Ci sono due date e altrettanti passaggi fondamentali che descrivono, anche sotto il profilo teorico, il percorso che porta alla piena autonomia del Partito comunista italiano dal Pcus: il 1969, a Mosca, nella Conferenza internazionale dei partiti comunisti e operai, quando Berlinguer respinse la teoria del “partito guida” e dell’omologazione dei modelli di socialismo a quello sovietico, rivendicando il multipolarismo e difendendo l’originalità della via italiana al socialismo; e il 1977, sempre a Mosca, in occasione del 60° anniversario della Rivoluzione d’Ottobre, quando Berlinguer affermò con grande forza il concetto del valore universale della democrazia come elemento consustanziale al socialismo, rendendo palese la critica severa alle forme di socialismo realizzate che non hanno saputo pienamente svilupparsi nel rispetto della libertà, del pluralismo politico, della democrazia.
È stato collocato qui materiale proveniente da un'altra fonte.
//! The deployment gate — seven checks, one all-or-nothing decision.
//!
//! The data-only checks and the two disk checks fan out concurrently;
//! the load-time check runs alone afterwards so its single-shot
//! measurement is not contended by the gate's own work. A model is
//! either fully cleared or not promoted at all: no partial or staged
//! promotion, and the gate never retries itself.

use crate::checks;
use crate::checks::load_time::LoadError;
use crate::config::{ModelConfig, ModelMetrics, ModelType};
use crate::result::{DecisionChecks, DeploymentDecision, ValidationCheckResult};
use crate::thresholds::ValidationThresholds;
use serde_json::Value;
use std::collections::BTreeMap;
use std::path::Path;

pub struct DeploymentGate {
    thresholds: ValidationThresholds,
}

impl Default for DeploymentGate {
    fn default() -> Self {
        Self::new(ValidationThresholds::default())
    }
}

impl DeploymentGate {
    pub fn new(thresholds: ValidationThresholds) -> Self {
        Self { thresholds }
    }

    pub fn thresholds(&self) -> &ValidationThresholds {
        &self.thresholds
    }

    // ── Individual checks (public operations) ────────────────────────

    pub fn validate_model_config(&self, config: &ModelConfig) -> ValidationCheckResult {
        checks::config::validate(config, &self.thresholds)
    }

    pub fn validate_performance_metrics(&self, metrics: &ModelMetrics) -> ValidationCheckResult {
        checks::performance::validate(metrics, &self.thresholds)
    }

    pub fn validate_model_size(&self, artifact_path: &Path) -> ValidationCheckResult {
        checks::artifact::validate_size(artifact_path, &self.thresholds)
    }

    pub fn validate_artifact_integrity(
        &self,
        artifact_path: &Path,
        expected_checksum: Option<&str>,
    ) -> ValidationCheckResult {
        checks::artifact::validate_integrity(artifact_path, expected_checksum, &self.thresholds)
    }

    pub fn validate_feature_compatibility(
        &self,
        required: &[String],
        provided: &[String],
    ) -> ValidationCheckResult {
        checks::compatibility::validate(required, provided)
    }

    pub fn validate_hyperparameters(
        &self,
        model_type: ModelType,
        params: &BTreeMap<String, Value>,
    ) -> ValidationCheckResult {
        checks::hyperparameters::validate(model_type, params)
    }

    pub fn validate_loading_time(
        &self,
        load: impl FnOnce() -> Result<(), LoadError>,
    ) -> ValidationCheckResult {
        checks::load_time::validate(load, &self.thresholds)
    }

    // ── Orchestrator ─────────────────────────────────────────────────

    /// Run every check and aggregate the strict-AND decision.
    ///
    /// `provided_features` is what the caller's feature pipeline can
    /// actually supply; `expected_checksum` is optional (its absence
    /// downgrades integrity verification to a warning).
    pub fn validate_model_for_deployment(
        &self,
        config: &ModelConfig,
        artifact_path: &Path,
        load: impl FnOnce() -> Result<(), LoadError>,
        provided_features: &[String],
        expected_checksum: Option<&str>,
    ) -> DeploymentDecision {
        let ((config_check, performance, compatibility, hyperparameters), (size, integrity)) =
            rayon::join(
                || {
                    (
                        self.validate_model_config(config),
                        self.validate_performance_metrics(&config.metrics),
                        self.validate_feature_compatibility(&config.features, provided_features),
                        self.validate_hyperparameters(config.model_type, &config.hyperparameters),
                    )
                },
                || {
                    rayon::join(
                        || self.validate_model_size(artifact_path),
                        || self.validate_artifact_integrity(artifact_path, expected_checksum),
                    )
                },
            );

        // Measured last, alone: nothing else the gate started is still
        // running to contend with the timing.
        let load_time = self.validate_loading_time(load);

        let decision = DeploymentDecision::from_checks(DecisionChecks {
            config: config_check,
            performance,
            size,
            integrity,
            feature_compatibility: compatibility,
            hyperparameters,
            load_time,
        });

        if decision.is_valid {
            tracing::info!(
                model_id = %config.model_id,
                warnings = decision.warnings.len(),
                "deployment gate passed"
            );
        } else {
            tracing::warn!(
                model_id = %config.model_id,
                failing = ?decision.failing_checks(),
                "deployment gate rejected model"
            );
        }
        decision
    }
}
C’è in Berlinguer un evidente sforzo creativo. Egli si rifà, precisamente, alla nozione gramsciana di guerra di movimento e guerra di posizione: l’una resasi possibile nella Russia arretrata (“dove lo Stato è tutto e la società civile gelatinosa”), l’altra necessaria in Occidente (“dove nel tremolio dello Stato si intravvede una catena di robuste casematte”). Ma Berlinguer non perde mai di vista che l’obiettivo di entrambe le strategie è la radicale trasformazione dei rapporti sociali, il superamento del modo capitalistico di produzione e di scambio, l’abolizione dello sfruttamento e la costruzione di una società fatta di liberi ed eguali.

La questione morale è questione politica

Certo, c’è la denuncia, fortissima e preveggente, – se pensiamo a ciò che è diventata l’Italia odierna – dello stato di decadimento e di grave compromissione dei partiti e di degenerazione della democrazia. Vale la pena, al riguardo, di ricordare le parole che Berlinguer consegnò ad Eugenio Scalfari nella notissima intervista del luglio 1981:

“I partiti di oggi sono soprattutto macchine di potere e di clientela: scarsa o mistificata conoscenza della vita e dei problemi della società, della gente; idee, ideali, programmi pochi o vaghi, sentimenti e passione civile, zero. Gestiscono interessi, i più disparati, i più contraddittori, talvolta anche loschi, comunque senza alcun rapporto con le esigenze e i bisogni umani emergenti, oppure distorcendoli, senza perseguire il bene comune. La loro stessa struttura organizzativa si è ormai conformata su questo modello, non sono più organizzatori del popolo, formazioni che ne promuovono la maturazione civile e l’iniziativa: sono piuttosto federazioni di correnti, di camarille, ciascuna con un ‘boss’ e dei ‘sottoboss’”.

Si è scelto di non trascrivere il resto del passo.